According to David Khalaf, communications specialist for LegitScript, there are three main considerations that are relevant to PFs thinking about this high-risk market.
The first is the type of product the merchant is offering. At this time, Khalaf said, the U.S. Food and Drug Administration (FDA) has not approved CBD for use in food or in dietary supplements, making its sale in those products impermissible.
That leads to the second consideration: the “layers of laws” at the state, federal and local levels that govern the use of CBD. Every state has its own rules about how CBD may be manufactured and sold – rules that are continually changing and may differ from federal law. Payment facilitators must make sure their sellers are compliant with all of the laws where they’re operating.
For example, while New York state law does allow edible products to contain CBD under strict standards, that contradicts the federal position.

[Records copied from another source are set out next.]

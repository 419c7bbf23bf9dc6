// ABOUTME: Garmin Connect client module: session tokens, OAuth1 signing, and API access
// ABOUTME: Resumes garth-compatible sessions and performs authenticated Connect API requests
//
// Licensed under the Apache License, Version 2.0 <LICENSE-APACHE or
// http://www.apache.org/licenses/LICENSE-2.0> or the MIT license
// <LICENSE-MIT or http://opensource.org/licenses/MIT>, at your
// option. This file may not be copied, modified, or distributed
// except according to those terms.

//! Garmin Connect client
//!
//! The pieces the upstream garth library would otherwise own: token models
//! and the base64 session codec, `OAuth1` request signing, the `OAuth2` token
//! exchange, and the HTTP client addressing `connectapi.{domain}`.

/// Authenticated Connect API HTTP client
pub mod client;

/// `OAuth1`-to-`OAuth2` token exchange against the Garmin auth service
pub mod exchange;

/// Typed models for the user profile endpoints
pub mod models;

/// RFC 5849 HMAC-SHA1 request signing
pub mod oauth1;

/// `OAuth1`/`OAuth2` token models and the `GARTH_TOKEN` codec
pub mod tokens;

pub use client::GarminClient;
pub use tokens::{OAuth1Token, OAuth2Token, SessionTokens};
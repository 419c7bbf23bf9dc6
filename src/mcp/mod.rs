// ABOUTME: MCP server module for the Model Context Protocol over stdio
// ABOUTME: Wire schema, request routing, and the stdin/stdout transport loop
//
// Licensed under the Apache License, Version 2.0 <LICENSE-APACHE or
// http://www.apache.org/licenses/LICENSE-2.0> or the MIT license
// <LICENSE-MIT or http://opensource.org/licenses/MIT>, at your
// option. This file may not be copied, modified, or distributed
// except according to those terms.

//! MCP (Model Context Protocol) server implementation
//!
//! JSON-RPC 2.0 over stdio, one message per line. [`schema`] holds the
//! protocol types, [`protocol`] routes requests to handlers, and
//! [`transport`] owns the stdin read loop and stdout writes.

/// Request routing and method handlers
pub mod protocol;

/// Protocol message and capability types
pub mod schema;

/// Stdio transport loop
pub mod transport;

pub use protocol::ProtocolHandler;
pub use schema::{McpError, McpRequest, McpResponse};
pub use transport::StdioTransport;
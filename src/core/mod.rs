//! The chain itself: blocks, transactions, mining and storage.

pub mod block;
pub mod blockchain;
pub mod merkle;
pub mod monetary;
pub mod proof_of_work;
pub mod transaction;

pub use block::Block;
pub use blockchain::{Blockchain, BlockchainIterator, UnspentOutput, GENESIS_COINBASE_DATA};
pub use merkle::MerkleTree;
pub use monetary::{reward_after, INITIAL_BLOCK_REWARD, REWARD_DECAY_INTERVAL, UNITS_PER_COIN};
pub use proof_of_work::{ProofOfWork, TARGET_BITS};
pub use transaction::{TXInput, TXOutput, Transaction};
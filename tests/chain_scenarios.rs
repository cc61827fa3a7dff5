//! End-to-end chain scenarios: genesis, spending, failure modes and the
//! structural invariants of the block store.

mod common;

use common::{balance, coinbase, create_chain};
use lumen_chain::core::monetary::INITIAL_BLOCK_REWARD;
use lumen_chain::core::{ProofOfWork, Transaction};
use lumen_chain::error::ChainError;
use lumen_chain::storage::UTXOSet;
use lumen_chain::wallet::Wallet;
use tempfile::tempdir;

#[test]
fn test_genesis_chain() {
    let dir = tempdir().unwrap();
    let alice = Wallet::new().unwrap();
    let chain = create_chain(dir.path(), &alice);
    let utxo_set = UTXOSet::new(chain.clone());
    utxo_set.reindex().unwrap();

    assert_eq!(chain.get_block_count(), 1);
    assert_eq!(chain.get_best_height().unwrap(), 0);
    assert_eq!(balance(&utxo_set, &alice), INITIAL_BLOCK_REWARD);

    let genesis = chain.get_block(&chain.get_tip_hash()).unwrap();
    assert!(ProofOfWork::validate(&genesis));
}

#[test]
fn test_send_with_local_mining() {
    let dir = tempdir().unwrap();
    let alice = Wallet::new().unwrap();
    let bob = Wallet::new().unwrap();
    let chain = create_chain(dir.path(), &alice);
    let utxo_set = UTXOSet::new(chain.clone());
    utxo_set.reindex().unwrap();

    let amount = 50;
    let tx = Transaction::new_utxo_tx(&alice, &bob.get_address(), amount, &utxo_set).unwrap();
    assert!(chain.verify_tx(&tx).unwrap());

    let cb = coinbase(&alice.get_address(), chain.current_reward());
    let block = chain.mine_block(&[cb, tx]).unwrap();
    utxo_set.update(&block).unwrap();

    assert_eq!(chain.get_block_count(), 2);
    assert_eq!(balance(&utxo_set, &alice), 2 * INITIAL_BLOCK_REWARD - amount);
    assert_eq!(balance(&utxo_set, &bob), amount);

    // the incrementally maintained index matches a fresh rebuild
    let incremental = (
        balance(&utxo_set, &alice),
        balance(&utxo_set, &bob),
        utxo_set.count_transactions().unwrap(),
    );
    utxo_set.reindex().unwrap();
    let rebuilt = (
        balance(&utxo_set, &alice),
        balance(&utxo_set, &bob),
        utxo_set.count_transactions().unwrap(),
    );
    assert_eq!(incremental, rebuilt);
}

#[test]
fn test_send_exceeding_funds_fails_cleanly() {
    let dir = tempdir().unwrap();
    let alice = Wallet::new().unwrap();
    let bob = Wallet::new().unwrap();
    let chain = create_chain(dir.path(), &alice);
    let utxo_set = UTXOSet::new(chain.clone());
    utxo_set.reindex().unwrap();

    let result = Transaction::new_utxo_tx(
        &alice,
        &bob.get_address(),
        INITIAL_BLOCK_REWARD + 1,
        &utxo_set,
    );
    assert!(matches!(
        result,
        Err(ChainError::InsufficientFunds {
            required,
            available,
        }) if required == INITIAL_BLOCK_REWARD + 1 && available == INITIAL_BLOCK_REWARD
    ));

    // the chain and index are untouched
    assert_eq!(chain.get_block_count(), 1);
    assert_eq!(balance(&utxo_set, &alice), INITIAL_BLOCK_REWARD);
    assert_eq!(balance(&utxo_set, &bob), 0);
}

#[test]
fn test_chain_linkage_from_tip_to_genesis() {
    let dir = tempdir().unwrap();
    let alice = Wallet::new().unwrap();
    let chain = create_chain(dir.path(), &alice);
    for _ in 0..3 {
        chain
            .mine_block(&[coinbase(&alice.get_address(), chain.current_reward())])
            .unwrap();
    }

    // following prev hashes reaches the empty-prev genesis in exactly
    // tip.height + 1 steps
    let tip_height = chain.get_best_height().unwrap();
    let mut current = chain.get_block(&chain.get_tip_hash()).unwrap();
    let mut steps: usize = 1;
    while !current.get_prev_block_hash().is_empty() {
        let parent = chain.get_block(current.get_prev_block_hash()).unwrap();
        assert_eq!(current.get_prev_block_hash(), parent.get_hash());
        assert_eq!(current.get_height(), parent.get_height() + 1);
        current = parent;
        steps += 1;
    }
    assert_eq!(steps, tip_height + 1);
    assert_eq!(current.get_height(), 0);
}

#[test]
fn test_balance_conservation_per_block() {
    let dir = tempdir().unwrap();
    let alice = Wallet::new().unwrap();
    let bob = Wallet::new().unwrap();
    let chain = create_chain(dir.path(), &alice);
    let utxo_set = UTXOSet::new(chain.clone());
    utxo_set.reindex().unwrap();

    let tx = Transaction::new_utxo_tx(&alice, &bob.get_address(), 123, &utxo_set).unwrap();
    let cb = coinbase(&alice.get_address(), chain.current_reward());
    let block = chain.mine_block(&[cb, tx]).unwrap();
    utxo_set.update(&block).unwrap();

    // no fees: each transfer's outputs sum to its consumed inputs, so
    // the total supply grows by exactly one reward per mined block
    let total = balance(&utxo_set, &alice) + balance(&utxo_set, &bob);
    assert_eq!(total, 2 * INITIAL_BLOCK_REWARD);

    for tx in block.get_transactions() {
        if tx.is_coinbase() {
            continue;
        }
        let output_sum: u64 = tx.get_vout().iter().map(|out| out.get_value()).sum();
        let input_sum: u64 = tx
            .get_vin()
            .iter()
            .map(|vin| {
                let prev = chain.find_transaction(vin.get_txid()).unwrap();
                prev.get_vout()[vin.get_vout() as usize].get_value()
            })
            .sum();
        assert_eq!(output_sum, input_sum);
    }
}

#[test]
fn test_mine_block_rejects_invalid_transaction() {
    let dir = tempdir().unwrap();
    let alice = Wallet::new().unwrap();
    let bob = Wallet::new().unwrap();
    let mallory = Wallet::new().unwrap();
    let chain = create_chain(dir.path(), &alice);
    let utxo_set = UTXOSet::new(chain.clone());
    utxo_set.reindex().unwrap();

    // a transfer signed by the wrong key never reaches a block
    let mut tx = Transaction::new_utxo_tx(&alice, &bob.get_address(), 10, &utxo_set).unwrap();
    chain.sign_tx(&mut tx, mallory.get_pkcs8()).unwrap();

    let result = chain.mine_block(&[tx]);
    assert!(matches!(result, Err(ChainError::InvalidTx(_))));
    assert_eq!(chain.get_block_count(), 1);
}
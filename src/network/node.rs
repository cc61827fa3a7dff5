use std::sync::RwLock;

/// The known-peer list. Seeded with the central node and grown whenever
/// a `version` message arrives from a new sender; peers that refuse a
/// dial are evicted. Shared across handler threads.
pub struct Nodes {
    inner: RwLock<Vec<String>>,
}

impl Default for Nodes {
    fn default() -> Self {
        Self::new()
    }
}

impl Nodes {
    pub fn new() -> Nodes {
        Nodes {
            inner: RwLock::new(vec![]),
        }
    }

    pub fn add_node(&self, addr: String) {
        let mut inner = self.inner.write().expect("known-nodes lock poisoned");
        if !inner.iter().any(|known| known == &addr) {
            inner.push(addr);
        }
    }

    pub fn evict_node(&self, addr: &str) {
        let mut inner = self.inner.write().expect("known-nodes lock poisoned");
        if let Some(idx) = inner.iter().position(|known| known == addr) {
            inner.remove(idx);
        }
    }

    pub fn node_is_known(&self, addr: &str) -> bool {
        let inner = self.inner.read().expect("known-nodes lock poisoned");
        inner.iter().any(|known| known == addr)
    }

    pub fn get_nodes(&self) -> Vec<String> {
        let inner = self.inner.read().expect("known-nodes lock poisoned");
        inner.clone()
    }

    pub fn len(&self) -> usize {
        let inner = self.inner.read().expect("known-nodes lock poisoned");
        inner.len()
    }

    pub fn is_empty(&self) -> bool {
        let inner = self.inner.read().expect("known-nodes lock poisoned");
        inner.is_empty()
    }
}
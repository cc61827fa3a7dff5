//! Key management and address derivation.

pub mod wallet;
pub mod wallets;

pub use wallet::{
    hash_pub_key, pub_key_hash_from_address, validate_address, Wallet, ADDRESS_CHECK_SUM_LEN,
    PUB_KEY_HASH_LEN,
};
pub use wallets::Wallets;
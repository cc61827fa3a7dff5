use crate::error::{ChainError, Result};
use crate::utils::{
    base58_decode, base58_encode, new_key_pair, ripemd160_digest, sha256_digest,
};
use ring::rand::SystemRandom;
use ring::signature::{EcdsaKeyPair, KeyPair, ECDSA_P256_SHA256_FIXED_SIGNING};
use serde::{Deserialize, Serialize};

const VERSION: u8 = 0x00;
pub const ADDRESS_CHECK_SUM_LEN: usize = 4;
pub const PUB_KEY_HASH_LEN: usize = 20;

/// An ECDSA P-256 key pair. `public_key` holds the raw `X || Y`
/// coordinates (each padded to 32 bytes); `pkcs8` is the signing key
/// document the key was generated into.
#[derive(Clone, Serialize, Deserialize, bincode::Encode, bincode::Decode)]
pub struct Wallet {
    pkcs8: Vec<u8>,
    public_key: Vec<u8>,
}

impl Wallet {
    pub fn new() -> Result<Wallet> {
        let pkcs8 = new_key_pair()?;
        let rng = SystemRandom::new();
        let key_pair =
            EcdsaKeyPair::from_pkcs8(&ECDSA_P256_SHA256_FIXED_SIGNING, pkcs8.as_ref(), &rng)
                .map_err(|e| {
                    ChainError::Crypto(format!("failed to load key pair from PKCS#8: {e}"))
                })?;
        // ring hands back the uncompressed point 0x04 || X || Y; only the
        // coordinates are kept.
        let public_key = key_pair.public_key().as_ref()[1..].to_vec();
        Ok(Wallet { pkcs8, public_key })
    }

    /// Base58 address: version byte, RIPEMD-160(SHA-256(public key)),
    /// then a 4-byte double-SHA-256 checksum.
    pub fn get_address(&self) -> String {
        let pub_key_hash = hash_pub_key(self.public_key.as_slice());
        let mut payload: Vec<u8> = vec![VERSION];
        payload.extend(pub_key_hash.as_slice());
        let checksum = checksum(payload.as_slice());
        payload.extend(checksum.as_slice());
        base58_encode(payload.as_slice())
    }

    pub fn get_public_key(&self) -> &[u8] {
        self.public_key.as_slice()
    }

    pub fn get_pkcs8(&self) -> &[u8] {
        self.pkcs8.as_slice()
    }
}

/// RIPEMD-160 over SHA-256, the canonical owner identity inside outputs.
pub fn hash_pub_key(pub_key: &[u8]) -> Vec<u8> {
    let pub_key_sha256 = sha256_digest(pub_key);
    ripemd160_digest(pub_key_sha256.as_slice())
}

fn checksum(payload: &[u8]) -> Vec<u8> {
    let first_sha = sha256_digest(payload);
    let second_sha = sha256_digest(first_sha.as_slice());
    second_sha[0..ADDRESS_CHECK_SUM_LEN].to_vec()
}

/// Checks structure and checksum; any tampered address is rejected.
pub fn validate_address(address: &str) -> bool {
    let payload = match base58_decode(address) {
        Ok(payload) => payload,
        Err(_) => return false,
    };

    if payload.len() < 1 + PUB_KEY_HASH_LEN + ADDRESS_CHECK_SUM_LEN {
        return false;
    }

    let actual_checksum = &payload[payload.len() - ADDRESS_CHECK_SUM_LEN..];
    let versioned_payload = &payload[..payload.len() - ADDRESS_CHECK_SUM_LEN];
    let target_checksum = checksum(versioned_payload);
    actual_checksum.eq(target_checksum.as_slice())
}

/// Extracts the 20-byte pubkey hash out of a validated address.
pub fn pub_key_hash_from_address(address: &str) -> Result<Vec<u8>> {
    if !validate_address(address) {
        return Err(ChainError::InvalidAddress(address.to_string()));
    }
    let payload = base58_decode(address)?;
    Ok(payload[1..payload.len() - ADDRESS_CHECK_SUM_LEN].to_vec())
}

#[cfg(test)]
mod tests {
    use super::*;

    #[test]
    fn test_new_wallet_public_key_is_xy_form() {
        let wallet = Wallet::new().unwrap();
        assert_eq!(wallet.get_public_key().len(), 64);
    }

    #[test]
    fn test_address_round_trip() {
        let wallet = Wallet::new().unwrap();
        let address = wallet.get_address();
        assert!(validate_address(&address));

        let payload = base58_decode(&address).unwrap();
        assert_eq!(payload[0], VERSION);
        assert_eq!(payload.len(), 1 + PUB_KEY_HASH_LEN + ADDRESS_CHECK_SUM_LEN);
    }

    #[test]
    fn test_tampered_address_is_rejected() {
        let wallet = Wallet::new().unwrap();
        let address = wallet.get_address();

        // flip every character position in turn; each mutation must fail
        let bytes = address.as_bytes();
        for pos in 0..bytes.len() {
            let mut tampered = bytes.to_vec();
            tampered[pos] = if tampered[pos] == b'2' { b'3' } else { b'2' };
            let tampered = String::from_utf8(tampered).unwrap();
            if tampered == address {
                continue;
            }
            assert!(
                !validate_address(&tampered),
                "tampered address accepted at position {pos}"
            );
        }
    }

    #[test]
    fn test_too_short_address_is_rejected() {
        assert!(!validate_address("1abc"));
        assert!(!validate_address(""));
    }

    #[test]
    fn test_hash_pub_key_len() {
        let wallet = Wallet::new().unwrap();
        assert_eq!(hash_pub_key(wallet.get_public_key()).len(), PUB_KEY_HASH_LEN);
    }

    #[test]
    fn test_pub_key_hash_from_address_matches_wallet() {
        let wallet = Wallet::new().unwrap();
        let extracted = pub_key_hash_from_address(&wallet.get_address()).unwrap();
        assert_eq!(extracted, hash_pub_key(wallet.get_public_key()));
    }
}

And in another example of differing state laws, Khalaf said that Alaska currently permits CBD product sales for merchants who register and follow labeling requirements. But merchants must also display a placard at the point of sale, which effectively prohibits online sales from that state.
“To be compliant, a merchant must ship a compliant product from a compliant jurisdiction to a compliant jurisdiction,” Khalaf said. “That’s a lot of compliance.”
And finally, CBD sellers must follow laws regarding marketing claims about their products. For example, they may not make impermissible claims that their product cures, treats or prevents disease anywhere – on the product label, the web site, or on social media accounts. Even third-party testimonials are within the scope of claims that invite federal scrutiny.
If you’re reading this and thinking that you’ve seen CBD sellers who are not adhering to some of these laws and regulations, you’re probably right.
“The vast majority of online CBD merchants are noncompliant in some way,” Khalaf said.
Because PFs are responsible for conducting the due diligence needed to make sure the merchants on their platform do comply with applicable laws, operating in this regulatory gray area requires extreme caution.
“There’s a lot of opportunity in this, but right now there is also just so much complexity and massive noncompliance that payment facilitators need to be very careful,” Khalaf said.
As always, payment facilitators should consult with their acquirers and attorneys or other advisers for detailed advice particular to their situations.